Identifying RBP4's less benign function as an instigator of insulin resistance may lead doctors towards new drug interventions that focus on limiting secretion of the protein among obese patients at risk for type 2 diabetes.

"We have found a molecule not previously known to have any role in insulin action and demonstrated that this protein can contribute to the development of diabetes by blocking the action of insulin," said study co-author Dr. Barbara B. Kahn, chief of the division of endocrinology, diabetes, and metabolism at Beth Israel Deaconess Medical Center in Boston.

Type 2 diabetes develops as the result of insulin resistance, a condition defined by the body's inability to properly utilize naturally produced insulin for the breakdown of sugars, starch and other glucose-rich foods into energy.
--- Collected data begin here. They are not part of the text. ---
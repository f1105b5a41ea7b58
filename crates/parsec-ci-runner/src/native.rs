use crate::error::RunnerError;
use std::process::Stdio;

use super::{CommandSpec, ProcessOutput, ProcessRunner};

// ============================================================================
// NativeRunner - Native Process Execution
// ============================================================================

/// Native process runner using `std::process::Command`.
///
/// Stdin is closed, stdout and stderr are captured, and the calling thread
/// blocks until the child exits. No shell is involved.
///
/// # Example
///
/// ```rust,no_run
/// use parsec_ci_runner::{CommandSpec, NativeRunner, ProcessRunner};
///
/// let output = NativeRunner::new()
///     .run(&CommandSpec::new("cargo").arg("--version"))
///     .unwrap();
/// assert!(output.success());
/// ```
#[derive(Debug, Clone, Copy, Default)]
pub struct NativeRunner;

impl NativeRunner {
    /// Create a new `NativeRunner`.
    #[must_use]
    pub const fn new() -> Self {
        Self
    }
}

impl ProcessRunner for NativeRunner {
    fn run(&self, cmd: &CommandSpec) -> Result<ProcessOutput, RunnerError> {
        let program = cmd.program.to_string_lossy().into_owned();

        let mut command = cmd.to_command();
        command
            .stdin(Stdio::null())
            .stdout(Stdio::piped())
            .stderr(Stdio::piped());

        let child = command.spawn().map_err(|e| RunnerError::SpawnFailed {
            program: program.clone(),
            reason: e.to_string(),
        })?;

        let output = child
            .wait_with_output()
            .map_err(|e| RunnerError::WaitFailed {
                program,
                reason: e.to_string(),
            })?;

        Ok(ProcessOutput::new(
            output.stdout,
            output.stderr,
            output.status.code(),
        ))
    }
}
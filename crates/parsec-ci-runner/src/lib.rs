//! Process execution for the parsec-ci driver
//!
//! # Security Model
//!
//! All process execution goes through [`CommandSpec`] to ensure argv-style invocation.
//! Arguments are passed as discrete elements rather than shell strings, so nothing
//! the driver runs is ever re-parsed by `sh -c`.
//!
//! # Threading
//!
//! Execution is synchronous. [`ProcessRunner::run`] blocks the calling thread
//! until the child exits; there is no timeout.

pub mod command_spec;
pub mod error;
pub mod native;
pub mod process;

#[cfg(any(test, feature = "test-utils"))]
pub mod test_support;

pub use command_spec::CommandSpec;
pub use error::RunnerError;
pub use native::NativeRunner;
pub use process::{ProcessOutput, ProcessRunner};
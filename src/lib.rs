//! parsec-ci - continuous-integration driver for parsec-tool
//!
//! Runs four phases in a fixed order against a running Parsec service and
//! stops at the first failure:
//!
//! 1. **Build**: `cargo build`, then `cargo build --features spiffe-auth`
//! 2. **Static analysis**: `cargo fmt` and `cargo clippy` in strict mode,
//!    each skipped when its availability probe fails
//! 3. **CLI smoke test**: `parsec-tool --help`
//! 4. **Functional suite**: `tests/parsec-cli-tests.sh -d`
//!
//! # Example
//!
//! ```rust
//! use parsec_ci::config::CiConfig;
//! use parsec_ci::environment::CiEnvironment;
//! use parsec_ci::phase::{PlanOptions, plan};
//! use parsec_ci::pipeline::Pipeline;
//! use parsec_ci_runner::test_support::ScriptedRunner;
//!
//! let config = CiConfig::default();
//! let env = CiEnvironment::from_config(&config);
//! let phases = plan(&config, &env, PlanOptions::default());
//!
//! let runner = ScriptedRunner::new();
//! let mut pipeline = Pipeline::new(&runner, Vec::<u8>::new(), Vec::<u8>::new());
//! let summary = pipeline.run(&phases).unwrap();
//! assert_eq!(summary.passed(), 6);
//! ```

pub mod cli;
pub mod config;
pub mod environment;
pub mod error;
pub mod exit_codes;
pub mod logging;
pub mod phase;
pub mod pipeline;
pub mod probe;

pub use error::{CiError, ConfigError};
pub use exit_codes::ExitCode;
pub use parsec_ci_runner::{CommandSpec, NativeRunner, ProcessOutput, ProcessRunner, RunnerError};
pub use phase::{Phase, PhaseId, Step};
pub use pipeline::{Pipeline, PipelineState, RunSummary};
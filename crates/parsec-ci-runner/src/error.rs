//! Error types for the runner crate

use thiserror::Error;

/// Failures that prevent a child process from producing an exit status.
///
/// A child that runs and exits non-zero is NOT an error at this layer; that
/// is reported through [`crate::ProcessOutput::exit_code`].
#[derive(Error, Debug)]
pub enum RunnerError {
    #[error("failed to spawn '{program}': {reason}")]
    SpawnFailed { program: String, reason: String },

    #[error("failed to wait for '{program}': {reason}")]
    WaitFailed { program: String, reason: String },
}

impl RunnerError {
    /// Name of the program the error refers to.
    #[must_use]
    pub fn program(&self) -> &str {
        match self {
            Self::SpawnFailed { program, .. } | Self::WaitFailed { program, .. } => program,
        }
    }
}
//! Environment configuration shared by every child process
//!
//! The entries are fixed before the first command is spawned and never
//! change afterwards. Instead of mutating the driver's own process
//! environment, each [`CommandSpec`] receives them as explicit overrides, so
//! every child (including the very first build) observes the same values.

use parsec_ci_runner::CommandSpec;
use std::collections::BTreeMap;

use crate::config::CiConfig;

/// Service endpoint variable read by the Parsec client libraries.
pub const SERVICE_ENDPOINT_VAR: &str = "PARSEC_SERVICE_ENDPOINT";

/// Log filter variable read by the tools under test.
pub const LOG_LEVEL_VAR: &str = "RUST_LOG";

/// Backtrace switch set on build steps only.
pub const BACKTRACE_VAR: &str = "RUST_BACKTRACE";

/// Path of the CLI binary, consumed by the functional suite.
pub const CLI_BINARY_VAR: &str = "PARSEC_TOOL";

/// Write-once map of environment entries applied to every child.
#[derive(Debug, Clone, PartialEq, Eq)]
pub struct CiEnvironment {
    entries: BTreeMap<String, String>,
}

impl CiEnvironment {
    #[must_use]
    pub fn from_config(config: &CiConfig) -> Self {
        let mut entries = BTreeMap::new();
        entries.insert(
            SERVICE_ENDPOINT_VAR.to_string(),
            config.environment.service_endpoint.clone(),
        );
        entries.insert(
            LOG_LEVEL_VAR.to_string(),
            config.environment.log_level.clone(),
        );
        Self { entries }
    }

    #[must_use]
    pub fn get(&self, key: &str) -> Option<&str> {
        self.entries.get(key).map(String::as_str)
    }

    pub fn iter(&self) -> impl Iterator<Item = (&str, &str)> {
        self.entries.iter().map(|(k, v)| (k.as_str(), v.as_str()))
    }

    /// Attach every entry to `cmd` as an environment override.
    #[must_use]
    pub fn apply(&self, cmd: CommandSpec) -> CommandSpec {
        cmd.envs(self.iter())
    }
}
//! CLI entry point
//!
//! Owns everything the binary does: argument parsing, logging setup,
//! configuration, the run itself, and all error output. `main.rs` only maps
//! the returned [`ExitCode`] to the process exit status.

use clap::Parser;
use std::io;
use tracing::{debug, info};

use super::args::Cli;
use crate::config::CiConfig;
use crate::environment::CiEnvironment;
use crate::error::CiError;
use crate::exit_codes::ExitCode;
use crate::logging;
use crate::phase::{PlanOptions, plan};
use crate::pipeline::{Pipeline, write_plan};
use parsec_ci_runner::NativeRunner;

/// Main CLI execution function.
///
/// Returns `Ok(())` when every phase that ran succeeded, otherwise the exit
/// code the process should terminate with. Tool output has already been
/// relayed by the pipeline; this only adds a single `error:` line.
pub fn run() -> Result<(), ExitCode> {
    let cli = Cli::parse();

    if let Err(e) = logging::init_tracing(cli.verbose) {
        eprintln!("warning: failed to initialize logging: {e}");
    }

    execute(&cli).map_err(|err| {
        eprintln!("error: {err}");
        err.to_exit_code()
    })
}

fn execute(cli: &Cli) -> Result<(), CiError> {
    let config = CiConfig::discover(&cli.config_args())?;
    for (key, source) in &config.source_attribution {
        debug!(%key, %source, "Resolved configuration value");
    }

    // Fixed before anything is spawned, shared read-only by every step.
    let env = CiEnvironment::from_config(&config);
    for (key, value) in env.iter() {
        info!(%key, %value, "CI environment");
    }

    let phases = plan(
        &config,
        &env,
        PlanOptions {
            skip_static_checks: cli.skip_static_checks,
        },
    );

    if cli.dry_run {
        write_plan(&phases, &mut io::stdout().lock())?;
        return Ok(());
    }

    let mut pipeline = Pipeline::new(NativeRunner::new(), io::stdout(), io::stderr());
    pipeline.run(&phases)?;
    Ok(())
}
The resulting dangerous buildup of glucose and insulin in the blood is also associated with a high risk for cardiovascular disease.
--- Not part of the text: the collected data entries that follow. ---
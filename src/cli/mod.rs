//! Command-line interface for parsec-ci
//!
//! - `args`: clap argument definitions
//! - `run`: entry point, configuration, and error output

pub mod args;
mod run;

pub use args::Cli;
pub use run::run;
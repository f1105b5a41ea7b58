//! Error types for the CI driver.
//!
//! Only two outcomes of a run are errors: a required step failing (fatal,
//! propagated at once) and invalid configuration (rejected before any phase
//! runs). An optional analyzer that is missing is not an error; see
//! [`crate::probe::Capability`].

use std::io;
use std::path::PathBuf;
use thiserror::Error;

use crate::exit_codes::ExitCode;
use crate::phase::PhaseId;
use crate::pipeline::PipelineState;
use parsec_ci_runner::RunnerError;

#[derive(Error, Debug)]
pub enum CiError {
    /// A required step ran and exited unsuccessfully.
    #[error("{phase} phase failed: '{step}' exited with {}", describe_exit(.exit_code))]
    StepFailed {
        phase: PhaseId,
        step: String,
        exit_code: Option<i32>,
    },

    /// A required step could not be spawned at all.
    #[error("{phase} phase failed: '{step}' could not be run: {source}")]
    Runner {
        phase: PhaseId,
        step: String,
        #[source]
        source: RunnerError,
    },

    #[error("Configuration error: {0}")]
    Config(#[from] ConfigError),

    #[error("failed to relay tool output: {0}")]
    Output(#[from] io::Error),

    #[error("invalid pipeline transition from {from} to {to}")]
    InvalidTransition {
        from: PipelineState,
        to: PipelineState,
    },
}

fn describe_exit(code: &Option<i32>) -> String {
    match code {
        Some(code) => format!("status {code}"),
        None => "no status (terminated by signal)".to_string(),
    }
}

impl CiError {
    /// Map the error to the driver's exit code.
    #[must_use]
    pub fn to_exit_code(&self) -> ExitCode {
        match self {
            Self::StepFailed { exit_code, .. } => ExitCode::from_child(*exit_code),
            Self::Config(_) => ExitCode::CLI_ARGS,
            Self::Runner { .. } | Self::Output(_) | Self::InvalidTransition { .. } => {
                ExitCode::INTERNAL
            }
        }
    }

    /// Phase in which the run failed, if the failure came from a step.
    #[must_use]
    pub fn phase(&self) -> Option<PhaseId> {
        match self {
            Self::StepFailed { phase, .. } | Self::Runner { phase, .. } => Some(*phase),
            _ => None,
        }
    }
}

#[derive(Error, Debug)]
pub enum ConfigError {
    #[error("failed to read config file {path}: {source}")]
    Read {
        path: PathBuf,
        #[source]
        source: io::Error,
    },

    #[error("failed to parse config file {path}: {source}")]
    Parse {
        path: PathBuf,
        #[source]
        source: toml::de::Error,
    },

    #[error("invalid value for '{key}': {reason}")]
    InvalidValue { key: String, reason: String },
}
Noting that insulin resistance seems to go hand-in-hand with reduced levels of the glucose transporter protein, the researchers used specially bred mice to look for a causal relationship between levels of RBP4 and other fat-cell proteins. After eliminating a range of alternate molecular options, they observed that levels of glucose-carrying proteins fell as fat cell RBP4 production rose.
Further tests in both mice and humans confirmed that excess production of RBP4 appears to promote a drop in the glucose-carrying proteins. Insulin resistance, they concluded, might therefore be avoided if RBP4 levels could be reduced and controlled. Kahn's team reported the findings in the July 21 issue of Nature.